I've had a gun pointed at my head and the trigger pulled. My children and I have ran out into the night and we called family for help.

That was toward the end. Because you really don't want people to know - you're ashamed to let people know that this is going on in your house.

You're two individuals when you get married. You're supposed to come together and you have a union where you agree on things, but still yet, each one of you, God made you different.

My husband didn't see it that way. I was to be a shadow of what he was.

I was to think like he thought and do what he did, do it like he wanted it done.

When I did work outside the home, I was given five or 10 minutes to get to work and five or 10 minutes to get back. My husband would follow me and clock it to see how long it took me If I was a minute late or whatever, he'd know I'd stopped to talk to another employee. And that wasn't allowed.

I was beaten down for so many years, thinking that I couldn't do it, and I had four children. And 10 years ago, 15 years ago, I had no place like the battered women's shelter.

I thought that as he got older, it would get better. That's what kept me in there and then the idea that your marriage is supposed to work. You want your children, when they get grown, to bring your grandchildren back to a home.

I've had him arrested. He was ordered to go to counseling, but that didn't work, either. 'Cause if you don't want it to work, it's not going to work.

Before I actually left three years ago, the year before that I had left and gone to live with one of my children.

I was gone like three weeks and he wouldn't let me alone. He would keep after me or threaten me or try to talk me back into coming home or tell me this was going to happen or that was going to happen if I didn't come home.

This time I went back. The honeymoon period lasted like an hour for me to get back in the house and he was chasing me all over the house again.

He was always saying: "You're not afraid of me. You've got no reason to be afraid of me."

It got to the point that he'd follow me from room to room if the children were in the house, afraid I was going to say something.

But it was very painful when I left. I don't care if the marriage is good or bad, the breakup of a marriage is just like death.

You got a good roller coaster to go over that first year, but you get to know yourself during that roller-coaster ride. You get to know what kind of strengths you can draw on. And little-bitty accomplishments like, "Hey, I got my own checking account in my own name today. I got my car in my own name."

I've been out of my marriage for three years. If there's anything I can say to anybody that hears this: It can be done. You can get away.

I don't care if you have no education or you have plenty of education or you think you're too nervous or you got too many children, there is a place to go. It's not going to be easy. But the first big step is leaving.

You might be sittin' there in your living room, wherever you're at, a person like me that was beat down so far.
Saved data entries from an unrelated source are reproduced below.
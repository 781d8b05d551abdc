//! SQLite-backed store.
//!
//! Records are kept as JSON bodies with the fields used for filtering
//! (status, type, parent) mirrored into columns.

use super::{Partition, StoreError, StoreResult, TaskStore, check_key};
use crate::types::{Project, Task};
use rusqlite::{Connection, OptionalExtension, params};
use std::path::Path;
use std::sync::{Arc, Mutex};
use tracing::debug;

mod embedded {
    use refinery::embed_migrations;
    embed_migrations!("migrations");
}

/// Store handle wrapping a SQLite connection.
#[derive(Clone)]
pub struct SqliteStore {
    conn: Arc<Mutex<Connection>>,
}

impl SqliteStore {
    /// Open or create the database at the given path.
    pub fn open<P: AsRef<Path>>(path: P) -> StoreResult<Self> {
        let conn = Connection::open(path)?;

        conn.execute_batch(
            "PRAGMA journal_mode=WAL;
             PRAGMA busy_timeout=5000;",
        )?;

        let store = Self {
            conn: Arc::new(Mutex::new(conn)),
        };
        store.run_migrations()?;
        Ok(store)
    }

    /// Open an in-memory database.
    pub fn open_in_memory() -> StoreResult<Self> {
        let conn = Connection::open_in_memory()?;
        let store = Self {
            conn: Arc::new(Mutex::new(conn)),
        };
        store.run_migrations()?;
        Ok(store)
    }

    fn run_migrations(&self) -> StoreResult<()> {
        self.with_conn_mut(|conn| {
            let report = embedded::migrations::runner().run(conn)?;
            debug!(applied = report.applied_migrations().len(), "Ran store migrations");
            Ok(())
        })
    }

    /// Execute a function with exclusive access to the connection.
    pub fn with_conn<F, T>(&self, f: F) -> StoreResult<T>
    where
        F: FnOnce(&Connection) -> StoreResult<T>,
    {
        let conn = self.conn.lock().map_err(|_| StoreError::Poisoned)?;
        f(&conn)
    }

    fn with_conn_mut<F, T>(&self, f: F) -> StoreResult<T>
    where
        F: FnOnce(&mut Connection) -> StoreResult<T>,
    {
        let mut conn = self.conn.lock().map_err(|_| StoreError::Poisoned)?;
        f(&mut conn)
    }
}

fn decode<T: serde::de::DeserializeOwned>(key: &str, body: &str) -> StoreResult<T> {
    serde_json::from_str(body).map_err(|source| StoreError::Malformed {
        key: key.to_string(),
        source,
    })
}

fn encode<T: serde::Serialize>(key: &str, record: &T) -> StoreResult<String> {
    serde_json::to_string(record).map_err(|source| StoreError::Malformed {
        key: key.to_string(),
        source,
    })
}

fn now_ms() -> i64 {
    chrono::Utc::now().timestamp_millis()
}

impl TaskStore for SqliteStore {
    fn read_task(&self, partition: Partition, task_id: &str) -> StoreResult<Option<Task>> {
        self.with_conn(|conn| {
            let body: Option<String> = conn
                .query_row(
                    "SELECT body FROM tasks WHERE task_id = ?1 AND partition = ?2",
                    params![task_id, partition.as_str()],
                    |row| row.get(0),
                )
                .optional()?;
            body.map(|b| decode(task_id, &b)).transpose()
        })
    }

    fn read_all_tasks(&self, partition: Partition) -> StoreResult<Vec<Task>> {
        self.with_conn(|conn| {
            let mut stmt = conn.prepare(
                "SELECT task_id, body FROM tasks WHERE partition = ?1 ORDER BY task_id",
            )?;
            let rows = stmt
                .query_map(params![partition.as_str()], |row| {
                    Ok((row.get::<_, String>(0)?, row.get::<_, String>(1)?))
                })?
                .collect::<Result<Vec<_>, _>>()?;

            rows.iter().map(|(id, body)| decode(id, body)).collect()
        })
    }

    fn write_task(&self, partition: Partition, task: &Task) -> StoreResult<()> {
        check_key(&task.task_id)?;
        let body = encode(&task.task_id, task)?;
        self.with_conn(|conn| {
            conn.execute(
                "INSERT INTO tasks (task_id, partition, status, task_type, parent_task, body, updated_at)
                 VALUES (?1, ?2, ?3, ?4, ?5, ?6, ?7)
                 ON CONFLICT(task_id, partition) DO UPDATE SET
                     status = excluded.status,
                     task_type = excluded.task_type,
                     parent_task = excluded.parent_task,
                     body = excluded.body,
                     updated_at = excluded.updated_at",
                params![
                    task.task_id,
                    partition.as_str(),
                    task.status.as_str(),
                    task.task_type,
                    task.parent_task,
                    body,
                    now_ms()
                ],
            )?;
            Ok(())
        })
    }

    fn remove_task(&self, partition: Partition, task_id: &str) -> StoreResult<bool> {
        self.with_conn(|conn| {
            let removed = conn.execute(
                "DELETE FROM tasks WHERE task_id = ?1 AND partition = ?2",
                params![task_id, partition.as_str()],
            )?;
            Ok(removed > 0)
        })
    }

    fn read_project(&self, project_id: &str) -> StoreResult<Option<Project>> {
        self.with_conn(|conn| {
            let body: Option<String> = conn
                .query_row(
                    "SELECT body FROM projects WHERE project_id = ?1",
                    params![project_id],
                    |row| row.get(0),
                )
                .optional()?;
            body.map(|b| decode(project_id, &b)).transpose()
        })
    }

    fn read_all_projects(&self) -> StoreResult<Vec<Project>> {
        self.with_conn(|conn| {
            let mut stmt =
                conn.prepare("SELECT project_id, body FROM projects ORDER BY project_id")?;
            let rows = stmt
                .query_map([], |row| {
                    Ok((row.get::<_, String>(0)?, row.get::<_, String>(1)?))
                })?
                .collect::<Result<Vec<_>, _>>()?;

            rows.iter().map(|(id, body)| decode(id, body)).collect()
        })
    }

    fn write_project(&self, project: &Project) -> StoreResult<()> {
        check_key(&project.project_id)?;
        let body = encode(&project.project_id, project)?;
        self.with_conn(|conn| {
            conn.execute(
                "INSERT INTO projects (project_id, status, body, updated_at)
                 VALUES (?1, ?2, ?3, ?4)
                 ON CONFLICT(project_id) DO UPDATE SET
                     status = excluded.status,
                     body = excluded.body,
                     updated_at = excluded.updated_at",
                params![project.project_id, project.status, body, now_ms()],
            )?;
            Ok(())
        })
    }

    /// Single transaction, so a task is never visible in both partitions.
    fn archive_task(&self, task_id: &str) -> StoreResult<bool> {
        self.with_conn_mut(|conn| {
            let tx = conn.transaction()?;
            let moved = tx.execute(
                "INSERT OR REPLACE INTO tasks (task_id, partition, status, task_type, parent_task, body, updated_at)
                 SELECT task_id, 'archive', status, task_type, parent_task, body, ?2
                 FROM tasks WHERE task_id = ?1 AND partition = 'active'",
                params![task_id, now_ms()],
            )?;
            if moved > 0 {
                tx.execute(
                    "DELETE FROM tasks WHERE task_id = ?1 AND partition = 'active'",
                    params![task_id],
                )?;
            }
            tx.commit()?;
            Ok(moved > 0)
        })
    }
}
I can't tell you how good it feels to be alive and be able to breathe.

I know I work a lot of hours, and one Friday I went in and propped my feet up on a beat-up old coffee table somebody had gave me 'cause when I moved into this apartment, I had nothing. Nothing. We ate on a tablecloth on the floor, had birthday parties on the floor.

I put my feet up and said, Lord, this is what it's all about: Peace of mind. Nobody hollering at me. Nobody screaming.